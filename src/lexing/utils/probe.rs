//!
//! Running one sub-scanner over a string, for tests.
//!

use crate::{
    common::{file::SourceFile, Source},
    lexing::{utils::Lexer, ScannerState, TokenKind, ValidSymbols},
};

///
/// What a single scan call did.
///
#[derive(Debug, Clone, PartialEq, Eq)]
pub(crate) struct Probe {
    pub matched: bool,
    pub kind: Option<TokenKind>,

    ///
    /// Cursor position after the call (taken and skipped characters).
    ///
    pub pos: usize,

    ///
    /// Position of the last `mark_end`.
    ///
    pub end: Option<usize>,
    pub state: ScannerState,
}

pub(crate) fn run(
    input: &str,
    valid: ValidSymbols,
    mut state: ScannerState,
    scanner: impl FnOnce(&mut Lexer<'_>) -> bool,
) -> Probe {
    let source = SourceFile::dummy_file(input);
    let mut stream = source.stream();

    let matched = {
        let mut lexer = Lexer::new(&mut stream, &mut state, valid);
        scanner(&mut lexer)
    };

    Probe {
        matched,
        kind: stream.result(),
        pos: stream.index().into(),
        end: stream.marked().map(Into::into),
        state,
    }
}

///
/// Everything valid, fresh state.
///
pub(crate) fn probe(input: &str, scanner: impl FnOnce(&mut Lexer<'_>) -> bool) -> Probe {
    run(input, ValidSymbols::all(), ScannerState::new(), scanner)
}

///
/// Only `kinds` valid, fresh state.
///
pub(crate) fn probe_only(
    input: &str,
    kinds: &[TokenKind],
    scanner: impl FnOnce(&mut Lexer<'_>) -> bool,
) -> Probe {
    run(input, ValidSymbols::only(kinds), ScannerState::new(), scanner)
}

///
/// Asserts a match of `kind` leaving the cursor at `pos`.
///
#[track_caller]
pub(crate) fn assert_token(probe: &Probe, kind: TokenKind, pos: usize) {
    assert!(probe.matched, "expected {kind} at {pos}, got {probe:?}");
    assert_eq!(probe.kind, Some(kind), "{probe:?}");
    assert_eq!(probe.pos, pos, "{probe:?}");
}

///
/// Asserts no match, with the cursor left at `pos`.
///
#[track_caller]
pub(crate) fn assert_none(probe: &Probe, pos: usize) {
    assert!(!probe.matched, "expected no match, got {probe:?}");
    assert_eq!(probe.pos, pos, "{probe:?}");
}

---+---

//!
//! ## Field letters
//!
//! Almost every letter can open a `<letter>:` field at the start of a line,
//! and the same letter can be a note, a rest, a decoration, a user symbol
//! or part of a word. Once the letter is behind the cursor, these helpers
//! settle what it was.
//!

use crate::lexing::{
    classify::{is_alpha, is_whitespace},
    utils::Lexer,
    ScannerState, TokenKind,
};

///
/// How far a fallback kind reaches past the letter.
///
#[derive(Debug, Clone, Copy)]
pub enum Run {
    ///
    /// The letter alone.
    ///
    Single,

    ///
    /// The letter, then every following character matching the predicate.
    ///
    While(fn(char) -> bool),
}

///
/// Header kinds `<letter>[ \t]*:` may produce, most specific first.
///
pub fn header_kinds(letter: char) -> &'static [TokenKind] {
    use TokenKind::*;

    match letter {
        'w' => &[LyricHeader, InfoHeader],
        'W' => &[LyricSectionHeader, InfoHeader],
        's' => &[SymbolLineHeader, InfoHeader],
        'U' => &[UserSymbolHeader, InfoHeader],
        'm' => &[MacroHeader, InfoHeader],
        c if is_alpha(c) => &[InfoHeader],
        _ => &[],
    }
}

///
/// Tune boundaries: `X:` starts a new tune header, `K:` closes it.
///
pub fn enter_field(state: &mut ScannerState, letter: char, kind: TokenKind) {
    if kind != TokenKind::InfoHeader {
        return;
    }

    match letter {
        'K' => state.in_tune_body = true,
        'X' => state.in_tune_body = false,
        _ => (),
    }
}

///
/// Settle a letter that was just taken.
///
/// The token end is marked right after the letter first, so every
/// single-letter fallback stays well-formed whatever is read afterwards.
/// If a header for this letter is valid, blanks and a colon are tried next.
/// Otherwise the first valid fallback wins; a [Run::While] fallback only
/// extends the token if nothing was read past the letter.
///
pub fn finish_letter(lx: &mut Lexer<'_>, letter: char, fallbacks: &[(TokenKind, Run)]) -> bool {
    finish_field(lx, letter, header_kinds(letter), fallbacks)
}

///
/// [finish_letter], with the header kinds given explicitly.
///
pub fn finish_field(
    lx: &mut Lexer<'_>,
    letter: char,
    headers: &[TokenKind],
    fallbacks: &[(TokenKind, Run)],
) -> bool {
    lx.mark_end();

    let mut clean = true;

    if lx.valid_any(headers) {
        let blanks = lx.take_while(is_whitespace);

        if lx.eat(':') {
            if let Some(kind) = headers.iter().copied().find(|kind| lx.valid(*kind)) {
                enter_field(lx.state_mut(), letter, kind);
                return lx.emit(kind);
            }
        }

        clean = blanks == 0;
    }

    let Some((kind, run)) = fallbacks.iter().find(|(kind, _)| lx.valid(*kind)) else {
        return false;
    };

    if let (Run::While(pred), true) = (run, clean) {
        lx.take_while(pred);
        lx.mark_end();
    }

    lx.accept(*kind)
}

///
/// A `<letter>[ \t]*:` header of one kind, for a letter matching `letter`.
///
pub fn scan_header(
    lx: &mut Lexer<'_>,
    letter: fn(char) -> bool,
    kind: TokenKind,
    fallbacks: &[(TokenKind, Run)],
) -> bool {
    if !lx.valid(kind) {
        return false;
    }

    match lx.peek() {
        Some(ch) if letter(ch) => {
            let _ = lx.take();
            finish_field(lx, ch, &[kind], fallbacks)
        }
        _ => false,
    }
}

---+---

Your assignment ▸ Copy each line of the listing above that contains the word "into".

Solution to this exercise ▸
        pos: stream.index().into(),
        end: stream.marked().map(Into::into),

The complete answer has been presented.